Thursday, July 15, 2010


It's hard to be yourself when you don't even know who you are. Goodbye without reasons is the most painful one, love without reasons is the most beautiful one. Sometimes it's not about the breakup that hurts, but the flashback that come after. It's hard when you know you shouldn't hold on, and yet you're too in love to let go. In my loneliness, i started to think about alot of things that happened in my life. When i look back at somethings that make me cry, i laugh at it. But when i see things that make me laugh, i cry. Best revenge? i think, is smile... never let them knows it hurts. It's scary to know that nothing can kills you 0.1% germ :/ I have so many thoughts in my head, i just don't find the way to express them out. I always try to forget you, but... my life is perfect. cause my perfect life is you.
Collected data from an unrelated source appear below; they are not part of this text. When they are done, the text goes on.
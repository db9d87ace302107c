//! # ohlcv_features
//!
//! Technical-analysis feature engine for daily OHLCV price series.
//!
//! A [`PriceTable`](table::PriceTable) goes in; a
//! [`FeatureTable`](table::FeatureTable) comes out carrying returns,
//! trend, momentum, volatility and volume indicators plus the next-day
//! return label `y`.
//!
//! ## Example
//!
//! ```rust,no_run
//! use ohlcv_features::prelude::*;
//!
//! # fn main() -> ohlcv_features::error::Result<()> {
//! let prices = ohlcv_features::data::read_prices("prices.csv")?;
//! let pipeline = FeaturePipeline::standard(&FeatureConfig::default())?;
//! let features = pipeline.run(&prices)?;
//! println!("{} rows, rsi = {:?}", features.len(), features.value("rsi", 20));
//! # Ok(())
//! # }
//! ```
//!
//! Two stages read the future and are labelled as such: the target `y`
//! (next row's return) and the true range behind `atr` (next row's close).

pub mod config;
pub mod data;
pub mod error;
pub mod indicators;
pub mod pipeline;
pub mod table;
pub mod types;

pub mod prelude {
    //! Commonly used types and traits
    pub use crate::config::FeatureConfig;
    pub use crate::error::{FeatureError, Result};
    pub use crate::pipeline::{FeaturePipeline, Stage, StageKind, StageOutput};
    pub use crate::table::{FeatureTable, PriceTable};
    pub use crate::types::*;
}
We don't realise how much somethings mean to us until it's gone. I'm here with you on my mind the entire time, and sometimes i wonder do i ever crossed your mind? ;( You're the reason why i smile even the saddest part of my life. One of the secret of a long and fruitful life is to forgive i supposed. Band-aids are like smile, they cover up pain but deep down inside it's still hurts. -_- No matter how many times you're torn apart, you can always manage to pull yourself back in the end. People who judge, don't matter. People who matter, don't judge. Count your rainbows, not thunderstorms. ;) hehe. lol. Life isn't fair, but life isn't fair for everyone. That makes life fair. I shouldn't even started, knowing that love would drive me crazy and frustrated. You are in my life even if i'm not in yours.